Ali Akbar, 70, a resident of Narayanganj, went to his daughter's house in Nabinagar, Brahmanbaria, three months ago. There he contracted fever on June 14. Though he took medicine for fever and cold for five days at home, he was not taken to any hospital. He died at home on June 19. After his death, it was revealed that Ali Akbar had been Covid-19 positive.
Akbar's son-in-law Helal Uddin told The Business Standard that a Covid-19 test report had to be shown if a fever-cold patient was to be admitted to hospital. Besides, even if one had gone through a test, one would not get a report easily. Akbar was not taken to hospital due to the suffering patients went through there.
"My father-in-law died on June 19 and we received his test report on June 30," he said. "Would it have been very beneficial to have a test before his death? He would have died without treatment even after undergoing the test."
Though Ali Akbar was not taken to hospital, Badrul Haque, 66, of Sylhet, returned home without having his treatment completed. He died at home. He was hospitalised at North East Medical College Hospital in Sylhet with fever for seven days before returning home on June 17.
He was tested for Covid-19 at the hospital. After he went home, it was known that he was Covid-19 positive. However, Badrul did not want to go to the hospital as he was not comfortable with the environment of the hospital. He was given oxygen at home when his breathing problems increased.
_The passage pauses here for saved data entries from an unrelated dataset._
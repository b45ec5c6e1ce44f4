//! Offline pipeline over a saved game log.

use std::path::Path;

use chrono::NaiveDate;
use tracing::{debug, info};

use super::common::{build_report, print_report, today, StatsReport};
use crate::{
    core::filters::FilterModel,
    stats::{
        apply::apply_filters,
        types::{GameLog, StatsResponse},
    },
    Result,
};

/// Read a saved stats response, or a bare array of games, from `path`.
pub fn load_game_log(path: &Path) -> Result<StatsResponse> {
    let raw = std::fs::read_to_string(path)?;
    let log: GameLog = serde_json::from_str(&raw)?;
    let response = log.into_response();
    debug!(
        games = response.stats.len(),
        "loaded game log from {}",
        path.display()
    );
    Ok(response)
}

/// Filter a saved log locally and build the report over the result.
///
/// Seasonal totals saved alongside the games were computed before any
/// filtering, so they are dropped whenever a filter is active and the
/// totals are re-aggregated from the filtered games.
pub fn local_report(path: &Path, filters: &FilterModel, as_of: NaiveDate) -> Result<StatsReport> {
    let saved = load_game_log(path)?;
    let query = filters.serialize();

    let response = if query.is_empty() {
        saved
    } else {
        StatsResponse {
            stats: apply_filters(&saved.stats, &query),
            seasonal_stats: Vec::new(),
        }
    };
    info!(
        games = response.stats.len(),
        filters = query.len(),
        "filtered local game log"
    );
    Ok(build_report(&response, as_of, filters.criteria()))
}

pub fn handle_local(
    path: &Path,
    filters: &FilterModel,
    as_json: bool,
    as_of: Option<NaiveDate>,
) -> Result<()> {
    let report = local_report(path, filters, as_of.unwrap_or_else(today))?;
    if !as_json {
        println!("{}", path.display());
    }
    print_report(&report, as_json)
}
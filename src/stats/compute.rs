use std::collections::HashMap;

use tracing::debug;

use super::types::{percentage, GameRecord, SeasonalSummary};
use crate::cli::types::SeasonLabel;


/// Group played games by season, in first-seen order of season labels.
pub fn group_by_season(games: &[GameRecord]) -> Vec<(SeasonLabel, Vec<&GameRecord>)> {
    let mut index: HashMap<SeasonLabel, usize> = HashMap::new();
    let mut groups: Vec<(SeasonLabel, Vec<&GameRecord>)> = Vec::new();

    for game in games.iter().filter(|g| !g.is_future_game) {
        let season = game.season();
        let slot = *index.entry(season).or_insert_with(|| {
            groups.push((season, Vec::new()));
            groups.len() - 1
        });
        groups[slot].1.push(game);
    }
    groups
}

/// Add one game's counting stats and implied attempts to a running summary.
fn accumulate(summary: &mut SeasonalSummary, game: &GameRecord) {
    summary.points += game.points;
    summary.rebounds += game.rebounds;
    summary.assists += game.assists;
    summary.field_goals_made += game.field_goals_made;
    summary.field_goals_attempted += game.field_goals_attempted();
    summary.three_points_made += game.three_points_made;
    summary.three_points_attempted += game.three_points_attempted();
    summary.free_throws_made += game.free_throws_made;
    summary.free_throws_attempted += game.free_throws_attempted();
    summary.steals += game.steals;
    summary.blocks += game.blocks;
    summary.turnovers += game.turnovers;
    summary.games_played += 1;
}

/// Recompute shooting percentages from the summed makes and attempts.
fn finalize(summary: &mut SeasonalSummary) {
    summary.field_goal_percentage =
        percentage(summary.field_goals_made, summary.field_goals_attempted);
    summary.three_point_percentage =
        percentage(summary.three_points_made, summary.three_points_attempted);
    summary.free_throw_percentage =
        percentage(summary.free_throws_made, summary.free_throws_attempted);
}

/// Reduce a game log into one summary per season.
///
/// Future games are predictions and never count toward season totals.
/// Percentages are made / attempted over the whole season, not an average
/// of per-game percentages.
pub fn aggregate(games: &[GameRecord]) -> Vec<SeasonalSummary> {
    let summaries: Vec<SeasonalSummary> = group_by_season(games)
        .into_iter()
        .map(|(season, group)| {
            let mut summary = SeasonalSummary::new(season);
            for game in group {
                accumulate(&mut summary, game);
            }
            finalize(&mut summary);
            summary
        })
        .collect();

    debug!(
        games = games.len(),
        seasons = summaries.len(),
        "aggregated seasonal totals"
    );
    summaries
}

/// Summaries sorted newest season first, for display.
pub fn newest_first(mut summaries: Vec<SeasonalSummary>) -> Vec<SeasonalSummary> {
    summaries.sort_by(|a, b| b.season.cmp(&a.season));
    summaries
}

/// Server-provided seasonal totals when present, otherwise the client-side
/// aggregation of `games`.
pub fn seasonal_or_aggregate(
    server: &[SeasonalSummary],
    games: &[GameRecord],
) -> Vec<SeasonalSummary> {
    if server.is_empty() {
        aggregate(games)
    } else {
        server.to_vec()
    }
}

/// True when two summaries agree within `tolerance` on every field.
pub fn summaries_match(a: &SeasonalSummary, b: &SeasonalSummary, tolerance: f64) -> bool {
    let close = |x: f64, y: f64| (x - y).abs() <= tolerance;
    a.season == b.season
        && a.games_played == b.games_played
        && close(a.points, b.points)
        && close(a.rebounds, b.rebounds)
        && close(a.assists, b.assists)
        && close(a.field_goals_made, b.field_goals_made)
        && close(a.field_goals_attempted, b.field_goals_attempted)
        && close(a.field_goal_percentage, b.field_goal_percentage)
        && close(a.three_points_made, b.three_points_made)
        && close(a.three_points_attempted, b.three_points_attempted)
        && close(a.three_point_percentage, b.three_point_percentage)
        && close(a.free_throws_made, b.free_throws_made)
        && close(a.free_throws_attempted, b.free_throws_attempted)
        && close(a.free_throw_percentage, b.free_throw_percentage)
        && close(a.steals, b.steals)
        && close(a.blocks, b.blocks)
        && close(a.turnovers, b.turnovers)
}
//! Error types for the Basketify stats engine and CLI

use thiserror::Error;

#[cfg(test)]
mod tests;

pub type Result<T> = std::result::Result<T, StatsError>;

#[derive(Error, Debug)]
pub enum StatsError {
    #[error("HTTP request failed: {0}")]
    Http(#[from] reqwest::Error),

    #[error("JSON parsing failed: {0}")]
    Json(#[from] serde_json::Error),

    #[error("IO error: {0}")]
    Io(#[from] std::io::Error),

    #[error("Invalid header value: {0}")]
    InvalidHeader(#[from] reqwest::header::InvalidHeaderValue),

    #[error("Invalid date: {0}")]
    InvalidDate(#[from] chrono::ParseError),

    #[error("Failed to parse number: {0}")]
    InvalidNumber(#[from] std::num::ParseIntError),

    #[error("API URL not provided and {env_var} environment variable not set")]
    MissingApiUrl { env_var: String },

    #[error("Invalid API URL: {url}")]
    InvalidApiUrl { url: String },

    #[error("Invalid season: {value} (expected e.g. 2024-25)")]
    InvalidSeason { value: String },

    #[error("Invalid {field}: {value}")]
    InvalidFilterValue { field: String, value: String },

    #[error("Last N games must be between 1 and 100, got {value}")]
    InvalidLastNGames { value: String },

    #[error("{kind} not found: {name}")]
    EntityNotFound { kind: String, name: String },

    #[error("Stats API returned no data")]
    NoData,
}
//! Game logs, season bucketing and aggregation.
//!
//! - `types`: game records and seasonal summaries as the stats API sends them
//! - `partition`: current/future split of a game log around a reference date
//! - `compute`: per-season aggregation
//! - `apply`: client-side filter application
//! - `teams`: NBA team directory and matchup parsing
//! - `http`: stats API client

pub mod apply;
pub mod compute;
pub mod http;
pub mod partition;
pub mod teams;
pub mod types;

pub use apply::apply_filters;
pub use compute::{aggregate, seasonal_or_aggregate};
pub use http::{resolve_api_url, StatsClient};
pub use partition::{partition, SeasonPartition, SeasonWindow};
pub use types::{GameLog, GameRecord, SeasonalSummary, StatsResponse, WinLoss};
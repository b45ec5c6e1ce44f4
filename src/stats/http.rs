//! Client for the remote stats API.

use std::num::NonZeroUsize;
use std::sync::{Arc, Mutex};

use lru::LruCache;
use reqwest::{Client, StatusCode, Url};
use tracing::{debug, info};

use super::types::StatsResponse;
use crate::cli::types::EntityKind;
use crate::core::filters::QueryMap;
use crate::core::http::{auth_header_map, EnvTokenStore, TokenStore};
use crate::{Result, StatsError};


/// Environment variable holding the stats API base URL.
pub const API_URL_ENV_VAR: &str = "BASKETIFY_API_URL";

/// Responses kept in memory per client.
pub const RESPONSE_CACHE_CAPACITY: usize = 64;

/// Memoization key: one request per entity and filter set.
#[derive(Debug, Clone, PartialEq, Eq, Hash)]
pub struct StatsRequestKey {
    pub kind: EntityKind,
    pub name: String,
    pub query: QueryMap,
}

/// Resolve the API base URL from an explicit value or `BASKETIFY_API_URL`.
pub fn resolve_api_url(explicit: Option<String>) -> Result<String> {
    explicit
        .or_else(|| std::env::var(API_URL_ENV_VAR).ok())
        .map(|url| url.trim().trim_end_matches('/').to_string())
        .filter(|url| !url.is_empty())
        .ok_or_else(|| StatsError::MissingApiUrl {
            env_var: API_URL_ENV_VAR.to_string(),
        })
}

pub struct StatsClient {
    client: Client,
    base_url: String,
    tokens: Arc<dyn TokenStore>,
    cache: Mutex<LruCache<StatsRequestKey, StatsResponse>>,
}

impl StatsClient {
    /// Client reading its token from `BASKETIFY_API_TOKEN`.
    pub fn new(base_url: impl Into<String>) -> Self {
        Self::with_token_store(base_url, Arc::new(EnvTokenStore::new()))
    }

    pub fn with_token_store(base_url: impl Into<String>, tokens: Arc<dyn TokenStore>) -> Self {
        let capacity = NonZeroUsize::new(RESPONSE_CACHE_CAPACITY).unwrap_or(NonZeroUsize::MIN);
        Self {
            client: Client::new(),
            base_url: base_url.into().trim_end_matches('/').to_string(),
            tokens,
            cache: Mutex::new(LruCache::new(capacity)),
        }
    }

    pub fn base_url(&self) -> &str {
        &self.base_url
    }

    /// `{base}/api/stats/{kind}/{name}`, with `name` percent-encoded as a
    /// single path segment.
    pub fn stats_url(&self, kind: EntityKind, name: &str) -> Result<Url> {
        let invalid = || StatsError::InvalidApiUrl {
            url: self.base_url.clone(),
        };
        let mut url = Url::parse(&self.base_url).map_err(|_| invalid())?;
        url.path_segments_mut()
            .map_err(|_| invalid())?
            .pop_if_empty()
            .extend(["api", "stats", kind.as_str(), name]);
        Ok(url)
    }

    /// Fetch the game log and seasonal totals for one player or team,
    /// narrowed server-side by `filters`.
    pub async fn get_stats(
        &self,
        kind: EntityKind,
        name: &str,
        filters: &QueryMap,
    ) -> Result<StatsResponse> {
        let key = StatsRequestKey {
            kind,
            name: name.to_string(),
            query: filters.clone(),
        };
        if let Some(hit) = self.cached(&key) {
            debug!("stats cache hit for {} {}", kind, name);
            return Ok(hit);
        }

        let url = self.stats_url(kind, name)?;
        info!("GET {} ({} filters)", url, filters.len());

        let res = self
            .client
            .get(url)
            .headers(auth_header_map(self.tokens.as_ref())?)
            .query(filters)
            .send()
            .await?;

        if res.status() == StatusCode::NOT_FOUND {
            return Err(StatsError::EntityNotFound {
                kind: kind.to_string(),
                name: name.to_string(),
            });
        }

        let body = res.error_for_status()?.json::<StatsResponse>().await?;
        debug!(
            games = body.stats.len(),
            seasons = body.seasonal_stats.len(),
            "stats response received"
        );

        if let Ok(mut cache) = self.cache.lock() {
            cache.put(key, body.clone());
        }
        Ok(body)
    }

    fn cached(&self, key: &StatsRequestKey) -> Option<StatsResponse> {
        let mut cache = self.cache.lock().ok()?;
        cache.get(key).cloned()
    }

    /// Entries currently memoized and the cache capacity.
    pub fn cache_stats(&self) -> (usize, usize) {
        self.cache
            .lock()
            .map(|c| (c.len(), c.cap().get()))
            .unwrap_or((0, RESPONSE_CACHE_CAPACITY))
    }

    pub fn clear_cache(&self) {
        if let Ok(mut cache) = self.cache.lock() {
            cache.clear();
        }
    }
}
He died on 28 June.
Badrul Haque's son Jabed Ahmed Akhand told The Business Standard that his father did not like the hospital environment and so even though he was ill, he did not want to be admitted to any hospital.
Talking to the family members of several Covid-19 patients who died at home, The Business Standard learned that coronavirus patients feel comfortable receiving treatment at home rather than suffer or experience the poor environment in hospitals.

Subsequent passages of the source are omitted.